Histoire du porte-avions

L’histoire du porte-avions est un élément clef mais peu connu de notre histoire militaire. Premier article de Le Grognard nous emmène dans un périple dédié aux monstres de mers.

Entre les premiers porte-avions comme le HMS Furious et le dernier-né Gerald Ford, un siècle d’évolution technique s’est écoulé. Une rétrospective s’impose pour comprendre la naissance et l’évolution de ces géants des mers.

Histoire du Porte-avions. Le HMS Furious, dérivé de la classe de croiseur de bataille courageous en service dans la Royal Navy de 1917 à 1948.

Le HMS Furious, dérivé de la classe de croiseur de bataille courageous en service dans la Royal Navy de 1917 à 1948.

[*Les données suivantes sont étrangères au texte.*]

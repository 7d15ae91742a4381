//! Integration tests for the fleet-wide session scheduler (§4.1, §5), exercised
//! through the crate's public API rather than `session`'s own internal unit tests.

use std::collections::HashSet;
use std::sync::atomic::{AtomicUsize, Ordering};
use std::sync::Arc;

use async_trait::async_trait;
use tokio::sync::Mutex;
use tokio_util::sync::CancellationToken;

use flotilla_deploy::{
    ConnectionError, Limiter, Session, SessionError, SessionFailure, SessionOptions, Target, TargetApplicator, TargetGroup,
};

fn target(name: &str) -> Target {
    Target::new(format!("conn:{name}"), None, "fleet01", name)
}

struct CountingApplicator {
    fails: HashSet<String>,
    concurrent: Arc<AtomicUsize>,
    max_observed: Arc<AtomicUsize>,
}

#[async_trait]
impl TargetApplicator for CountingApplicator {
    async fn apply(&self, target: &Target, limiter: Arc<dyn Limiter>, cancel: CancellationToken) -> Result<(), SessionFailure> {
        let permit = limiter.acquire(&cancel).await.map_err(|e| ConnectionError::new("acquire", e))?;
        let now = self.concurrent.fetch_add(1, Ordering::SeqCst) + 1;
        self.max_observed.fetch_max(now, Ordering::SeqCst);
        tokio::task::yield_now().await;
        self.concurrent.fetch_sub(1, Ordering::SeqCst);
        drop(permit);

        if self.fails.contains(target.database_display_name()) {
            Err(ConnectionError::new("apply", std::io::Error::new(std::io::ErrorKind::Other, "boom")).into())
        } else {
            Ok(())
        }
    }
}

#[tokio::test]
async fn fleet_wide_apply_succeeds_when_every_target_succeeds() {
    let mut session = Session::new(SessionOptions::new().with_max_parallelism(4));
    let applicator: Arc<dyn TargetApplicator> = Arc::new(CountingApplicator {
        fails: HashSet::new(),
        concurrent: Arc::new(AtomicUsize::new(0)),
        max_observed: Arc::new(AtomicUsize::new(0)),
    });

    for name in ["Orders", "Billing", "Catalog"] {
        session.begin_applying(target(name), 2, applicator.clone());
    }

    let result = session.complete_applying(CancellationToken::new()).await;
    assert!(result.is_ok());
}

#[tokio::test]
async fn global_limiter_caps_concurrent_target_applies() {
    let concurrent = Arc::new(AtomicUsize::new(0));
    let max_observed = Arc::new(AtomicUsize::new(0));
    let mut session = Session::new(SessionOptions::new().with_max_parallelism(2));
    let applicator: Arc<dyn TargetApplicator> = Arc::new(CountingApplicator {
        fails: HashSet::new(),
        concurrent: concurrent.clone(),
        max_observed: max_observed.clone(),
    });

    for name in ["A", "B", "C", "D", "E"] {
        session.begin_applying(target(name), 0, applicator.clone());
    }

    session.complete_applying(CancellationToken::new()).await.unwrap();
    assert!(max_observed.load(Ordering::SeqCst) <= 2);
}

#[tokio::test]
async fn group_apply_reports_every_target_failure_once_threshold_allows_it() {
    let fails: HashSet<String> = ["Billing".to_string(), "Catalog".to_string()].into_iter().collect();
    let mut session = Session::new(SessionOptions::new().with_max_error_count(10));
    let applicator: Arc<dyn TargetApplicator> = Arc::new(CountingApplicator {
        fails,
        concurrent: Arc::new(AtomicUsize::new(0)),
        max_observed: Arc::new(AtomicUsize::new(0)),
    });

    let group = TargetGroup::new(vec![target("Orders"), target("Billing"), target("Catalog")], 3, 1).unwrap();
    session.begin_applying_group(group, applicator);

    let result = session.complete_applying(CancellationToken::new()).await;
    match result {
        Err(SessionError::Aggregate(errors)) => {
            let mut names: Vec<_> = errors.iter().map(|e| e.target.clone()).collect();
            names.sort();
            assert_eq!(names, vec!["fleet01.Billing".to_string(), "fleet01.Catalog".to_string()]);
        }
        other => panic!("expected Aggregate, got {other:?}"),
    }
}

#[tokio::test]
async fn crossing_max_error_count_cancels_targets_not_yet_started() {
    struct GatedApplicator {
        fails: HashSet<String>,
        release: Arc<tokio::sync::Notify>,
    }

    #[async_trait]
    impl TargetApplicator for GatedApplicator {
        async fn apply(&self, target: &Target, _limiter: Arc<dyn Limiter>, cancel: CancellationToken) -> Result<(), SessionFailure> {
            if target.database_display_name() == "Orders" {
                // Fails immediately, crossing MaxErrorCount before Catalog starts.
            } else {
                tokio::select! {
                    _ = self.release.notified() => {}
                    _ = cancel.cancelled() => return Ok(()),
                }
            }
            if self.fails.contains(target.database_display_name()) {
                Err(ConnectionError::new("apply", std::io::Error::new(std::io::ErrorKind::Other, "boom")).into())
            } else {
                Ok(())
            }
        }
    }

    let mut session = Session::new(SessionOptions::new().with_max_error_count(0));
    let release = Arc::new(tokio::sync::Notify::new());
    let applicator: Arc<dyn TargetApplicator> = Arc::new(GatedApplicator {
        fails: ["Orders".to_string()].into_iter().collect(),
        release: release.clone(),
    });

    session.begin_applying(target("Orders"), 1, applicator.clone());
    session.begin_applying(target("Catalog"), 1, applicator);

    let result = session.complete_applying(CancellationToken::new()).await;
    release.notify_waiters();
    match result {
        Err(SessionError::Single(tagged)) => assert_eq!(tagged.target, "fleet01.Orders"),
        other => panic!("expected Single, got {other:?}"),
    }
}
//! The target connection contract (§4.7): open/prepare/execute against one database,
//! plus the what-if decorator that intercepts writes.
//!
//! `TargetConnection` mirrors `refinery_core::traits::r#async::AsyncExecutor` /
//! `AsyncQuerySchemaHistory` but as a single `#[async_trait]` surface, since the
//! applicators need open/prepare/execute/dispose on one object rather than composing
//! separate executor and history traits.

use std::fmt;

use async_trait::async_trait;
use time::OffsetDateTime;
use tokio_util::sync::CancellationToken;
use uuid::Uuid;

use crate::error::ConnectionError;
use crate::migration::{Migration, MigrationState, Phase};

/// The identifier threaded through `CONTEXT_INFO`/`SESSION_CONTEXT` for one seed run
/// against one target (§4.6 step 3, §6.2).
#[derive(Clone, Copy, Debug, PartialEq, Eq, Hash)]
pub struct RunId(Uuid);

impl RunId {
    pub fn new_random() -> Self {
        RunId(Uuid::new_v4())
    }
}

impl fmt::Display for RunId {
    fn fmt(&self, f: &mut fmt::Formatter<'_>) -> fmt::Result {
        write!(f, "{}", self.0)
    }
}

/// One row of the applied-migrations table (§6.2): `State` is derived, not stored.
#[derive(Clone, Debug)]
pub struct AppliedMigrationRow {
    pub name: String,
    pub hash: String,
    pub pre_run_date: Option<OffsetDateTime>,
    pub core_run_date: Option<OffsetDateTime>,
    pub post_run_date: Option<OffsetDateTime>,
}

impl AppliedMigrationRow {
    /// `State` derives from which `*RunDate` columns are non-null, per §6.2.
    pub fn state(&self) -> MigrationState {
        if self.post_run_date.is_some() {
            MigrationState::AppliedPost
        } else if self.core_run_date.is_some() {
            MigrationState::AppliedCore
        } else if self.pre_run_date.is_some() {
            MigrationState::AppliedPre
        } else {
            MigrationState::NotApplied
        }
    }
}

/// One SQL Server informational/error message raised during batch execution (§4.7).
#[derive(Clone, Debug)]
pub struct SqlMessage {
    pub procedure: Option<String>,
    pub line: u32,
    pub number: u32,
    pub severity: u8,
    pub message: String,
}

/// Messages at or below this severity are purely informational (`PRINT`, `RAISERROR`
/// with severity 10), per SQL Server convention; above it they carry error semantics
/// and get the structured `proc:line: E<number>:<severity>:` prefix.
pub const MAX_INFORMATIONAL_SEVERITY: u8 = 10;

pub fn render_sql_message(msg: &SqlMessage) -> String {
    if msg.severity <= MAX_INFORMATIONAL_SEVERITY {
        msg.message.clone()
    } else {
        format!(
            "{}:{}: E{}:{}: {}",
            msg.procedure.as_deref().unwrap_or("?"),
            msg.line,
            msg.number,
            msg.severity,
            msg.message
        )
    }
}

/// Receives SQL Server messages as they arrive during batch execution.
pub trait SqlLogger: Send + Sync {
    fn log(&self, msg: &SqlMessage);
}

/// A `SqlLogger` that forwards everything to the `log` facade.
pub struct FacadeSqlLogger;

impl SqlLogger for FacadeSqlLogger {
    fn log(&self, msg: &SqlMessage) {
        log::info!(target: "flotilla::connection", "{}", render_sql_message(msg));
    }
}

/// Operations exposed by a single target connection (§4.7).
#[async_trait]
pub trait TargetConnection: Send + Sync {
    async fn open(&mut self, cancel: &CancellationToken) -> Result<(), ConnectionError>;

    /// Idempotently ensures the migration-support schema exists (§6.2).
    async fn initialize_migration_support(&mut self, cancel: &CancellationToken) -> Result<(), ConnectionError>;

    /// Prepares a connection for a seed run: `CONTEXT_INFO`/`SESSION_CONTEXT('RunId', ..)`
    /// and `SESSION_CONTEXT('WorkerId', ..)` (§6.2).
    async fn prepare(&mut self, run_id: RunId, worker_id: i32, cancel: &CancellationToken) -> Result<(), ConnectionError>;

    async fn get_applied_migrations(
        &mut self,
        earliest_name: Option<&str>,
        cancel: &CancellationToken,
    ) -> Result<Vec<AppliedMigrationRow>, ConnectionError>;

    /// Executes one migration phase's content and marks it applied (§4.4, §6.2).
    async fn execute_migration_content(
        &mut self,
        migration: &Migration,
        phase: Phase,
        cancel: &CancellationToken,
    ) -> Result<(), ConnectionError>;

    async fn execute_seed_batch(&mut self, sql: &str, cancel: &CancellationToken) -> Result<(), ConnectionError>;

    async fn dispose(&mut self);
}

/// The applied-migrations table name, mirroring `refinery_core`'s
/// `assert_migrations_table_query` convention of a single well-known table.
pub const SCHEMA_HISTORY_TABLE: &str = "__FlotillaDeployMigrations";

/// Opens a fresh connection to one target. Applicators hold a factory rather than a
/// single connection so a worker pool (§4.6 step 4) can open one connection per
/// concurrent worker against the same target.
#[async_trait]
pub trait ConnectionFactory: Send + Sync {
    async fn open(&self, cancel: &CancellationToken) -> Result<Box<dyn TargetConnection>, ConnectionError>;
}

/// Forwarding impl so a boxed connection can itself be decorated, e.g. wrapped in a
/// [`WhatIfTargetConnection`] without unboxing it first.
#[async_trait]
impl TargetConnection for Box<dyn TargetConnection> {
    async fn open(&mut self, cancel: &CancellationToken) -> Result<(), ConnectionError> {
        self.as_mut().open(cancel).await
    }

    async fn initialize_migration_support(&mut self, cancel: &CancellationToken) -> Result<(), ConnectionError> {
        self.as_mut().initialize_migration_support(cancel).await
    }

    async fn prepare(&mut self, run_id: RunId, worker_id: i32, cancel: &CancellationToken) -> Result<(), ConnectionError> {
        self.as_mut().prepare(run_id, worker_id, cancel).await
    }

    async fn get_applied_migrations(
        &mut self,
        earliest_name: Option<&str>,
        cancel: &CancellationToken,
    ) -> Result<Vec<AppliedMigrationRow>, ConnectionError> {
        self.as_mut().get_applied_migrations(earliest_name, cancel).await
    }

    async fn execute_migration_content(
        &mut self,
        migration: &Migration,
        phase: Phase,
        cancel: &CancellationToken,
    ) -> Result<(), ConnectionError> {
        self.as_mut().execute_migration_content(migration, phase, cancel).await
    }

    async fn execute_seed_batch(&mut self, sql: &str, cancel: &CancellationToken) -> Result<(), ConnectionError> {
        self.as_mut().execute_seed_batch(sql, cancel).await
    }

    async fn dispose(&mut self) {
        self.as_mut().dispose().await
    }
}

/// Decorates a [`ConnectionFactory`] so every connection it opens is wrapped in a
/// [`WhatIfTargetConnection`] (§4.4: "what-if mode substitutes a connection variant
/// that... performs no writes"), used by [`crate::deployment::DeploymentApplicator`]
/// when `SessionOptions::is_what_if_mode` is set.
pub struct WhatIfConnectionFactory {
    inner: std::sync::Arc<dyn ConnectionFactory>,
}

impl WhatIfConnectionFactory {
    pub fn new(inner: std::sync::Arc<dyn ConnectionFactory>) -> Self {
        WhatIfConnectionFactory { inner }
    }
}

#[async_trait]
impl ConnectionFactory for WhatIfConnectionFactory {
    async fn open(&self, cancel: &CancellationToken) -> Result<Box<dyn TargetConnection>, ConnectionError> {
        let conn = self.inner.open(cancel).await?;
        Ok(Box::new(WhatIfTargetConnection::new(conn)))
    }
}

#[cfg(feature = "tiberius-driver")]
pub mod tiberius_driver {
    use super::*;
    use futures::io::{AsyncRead, AsyncWrite};
    use futures::TryStreamExt;
    use tiberius::{Client, QueryItem};
    use time::format_description::well_known::Rfc3339;

    /// The real connection, wrapping a `tiberius::Client<S>` exactly the way
    /// `refinery_core::drivers::tiberius` implements `AsyncExecutor` for it.
    pub struct SqlTargetConnection<S> {
        client: Client<S>,
        logger: std::sync::Arc<dyn SqlLogger>,
    }

    impl<S> SqlTargetConnection<S>
    where
        S: AsyncRead + AsyncWrite + Unpin + Send,
    {
        pub fn new(client: Client<S>, logger: std::sync::Arc<dyn SqlLogger>) -> Self {
            SqlTargetConnection { client, logger }
        }

        async fn run(&mut self, sql: &str) -> Result<(), tiberius::error::Error> {
            self.client.simple_query(sql).await.map(drop)
        }

        fn assert_table_query() -> String {
            format!(
                "IF NOT EXISTS(SELECT 1 FROM sys.Tables WHERE Name = N'{table}')
                 BEGIN
                   CREATE TABLE {table}(
                     Name VARCHAR(255) PRIMARY KEY,
                     Hash VARCHAR(255) NOT NULL,
                     PreRunDate VARCHAR(255) NULL,
                     CoreRunDate VARCHAR(255) NULL,
                     PostRunDate VARCHAR(255) NULL);
                 END",
                table = SCHEMA_HISTORY_TABLE
            )
        }

        fn mark_applied_query(migration: &Migration, phase: Phase) -> String {
            let column = match phase {
                Phase::Pre => "PreRunDate",
                Phase::Core => "CoreRunDate",
                Phase::Post => "PostRunDate",
            };
            format!(
                "MERGE {table} AS target
                 USING (SELECT N'{name}' AS Name) AS src ON target.Name = src.Name
                 WHEN MATCHED THEN UPDATE SET {column} = SYSUTCDATETIME(), Hash = N'{hash}'
                 WHEN NOT MATCHED THEN INSERT (Name, Hash, {column}) VALUES (N'{name}', N'{hash}', SYSUTCDATETIME());",
                table = SCHEMA_HISTORY_TABLE,
                name = migration.name().replace('\'', "''"),
                hash = migration.hash(),
                column = column,
            )
        }
    }

    #[async_trait]
    impl<S> TargetConnection for SqlTargetConnection<S>
    where
        S: AsyncRead + AsyncWrite + Unpin + Send,
    {
        async fn open(&mut self, _cancel: &CancellationToken) -> Result<(), ConnectionError> {
            // tiberius connections are opened by the caller-supplied factory before
            // construction; this is a no-op liveness check.
            self.run("SELECT 1;").await.map_err(|e| ConnectionError::new("open", e))
        }

        async fn initialize_migration_support(&mut self, _cancel: &CancellationToken) -> Result<(), ConnectionError> {
            self.run(&Self::assert_table_query())
                .await
                .map_err(|e| ConnectionError::new("initialize migration support schema", e))
        }

        async fn prepare(&mut self, run_id: RunId, worker_id: i32, _cancel: &CancellationToken) -> Result<(), ConnectionError> {
            let sql = format!(
                "EXEC sys.sp_set_session_context @key = N'RunId', @value = N'{run_id}', @read_only = 1;
                 EXEC sys.sp_set_session_context @key = N'WorkerId', @value = {worker_id}, @read_only = 1;"
            );
            self.run(&sql).await.map_err(|e| ConnectionError::new("prepare session context", e))
        }

        async fn get_applied_migrations(
            &mut self,
            earliest_name: Option<&str>,
            _cancel: &CancellationToken,
        ) -> Result<Vec<AppliedMigrationRow>, ConnectionError> {
            let query = match earliest_name {
                Some(name) => format!(
                    "SELECT Name, Hash, PreRunDate, CoreRunDate, PostRunDate FROM {table} WHERE Name >= N'{name}'",
                    table = SCHEMA_HISTORY_TABLE,
                    name = name.replace('\'', "''"),
                ),
                None => format!("SELECT Name, Hash, PreRunDate, CoreRunDate, PostRunDate FROM {SCHEMA_HISTORY_TABLE}"),
            };

            let mut rows = self
                .client
                .simple_query(&query)
                .await
                .map_err(|e| ConnectionError::new("query applied migrations", e))?;
            let mut applied = Vec::new();
            while let Some(item) = rows
                .try_next()
                .await
                .map_err(|e| ConnectionError::new("read applied migrations", e))?
            {
                if let QueryItem::Row(row) = item {
                    let parse_date = |s: Option<&str>| s.and_then(|s| OffsetDateTime::parse(s, &Rfc3339).ok());
                    applied.push(AppliedMigrationRow {
                        name: row.get::<&str, usize>(0).unwrap_or_default().to_string(),
                        hash: row.get::<&str, usize>(1).unwrap_or_default().to_string(),
                        pre_run_date: parse_date(row.get::<&str, usize>(2)),
                        core_run_date: parse_date(row.get::<&str, usize>(3)),
                        post_run_date: parse_date(row.get::<&str, usize>(4)),
                    });
                }
            }
            Ok(applied)
        }

        async fn execute_migration_content(
            &mut self,
            migration: &Migration,
            phase: Phase,
            _cancel: &CancellationToken,
        ) -> Result<(), ConnectionError> {
            let context = format!("execute migration {} phase {phase:?}", migration.name());
            self.run("BEGIN TRAN T1;").await.map_err(|e| ConnectionError::new(&context, e))?;
            let content = migration.content(phase);
            if !content.is_empty() {
                if let Some(sql) = &content.sql {
                    if let Err(e) = self.run(sql).await {
                        let _ = self.run("ROLLBACK TRAN T1;").await;
                        return Err(ConnectionError::new(&context, e));
                    }
                }
            }
            let mark = Self::mark_applied_query(migration, phase);
            if let Err(e) = self.run(&mark).await {
                let _ = self.run("ROLLBACK TRAN T1;").await;
                return Err(ConnectionError::new(&context, e));
            }
            self.run("COMMIT TRAN T1;").await.map_err(|e| ConnectionError::new(&context, e))?;
            self.logger.log(&SqlMessage {
                procedure: None,
                line: 0,
                number: 0,
                severity: 0,
                message: format!("applied {} ({phase:?})", migration.name()),
            });
            Ok(())
        }

        async fn execute_seed_batch(&mut self, sql: &str, _cancel: &CancellationToken) -> Result<(), ConnectionError> {
            self.run(sql).await.map_err(|e| ConnectionError::new("execute seed batch", e))
        }

        async fn dispose(&mut self) {
            let _ = self.client.simple_query("SELECT 1;").await;
        }
    }
}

La naissance du porte-avions

Histoire des premiers porte-avions

Le porte-avion apparaît peu de temps après l’aviation militaire, au début du XXe siècle. Au commencement, on transforma des bâtiments déjà existants (contre-torpilleur Foudre, USS Pennsylvania) pour leur permettre la mise en œuvre d’aéronefs. L’aéronavale durant le premier conflit mondial fut essentiellement composée d’hydravions, et peu active. On doit la première attaque aéronavale de l’histoire aux Japonais en 1914. Ils opèrent depuis le transporteur d’hydravions Wakamiya pour bombarder la baie de Jiaozhou sous contrôle de l’empire colonial allemand en Chine continentale.

l’entre-deux guerres

Ce n’est que dans l’entre-deux-guerres que le porte-avion pris une forme se rapprochant de la silhouette actuelle qu’on lui connait. Clément Ader, le père français des porte-avions, dira en 1909 dans son ouvrage l’Aviation militaire :

« Un bateau porte-avions devient indispensable. Ces navires seront construits sur des plans différents de ceux usinés actuellement. D’abord, le pont sera dégagé de tout obstacle ; plat, le plus large possible, sans nuire aux lignes nautiques de la carène, il présentera l’aspect d’une aire d’atterrissage. Le mot atterrissage n’est peut-être pas le terme à employer, puisqu’on se trouvera sur mer, nous lui substituerons celui d’appontage ».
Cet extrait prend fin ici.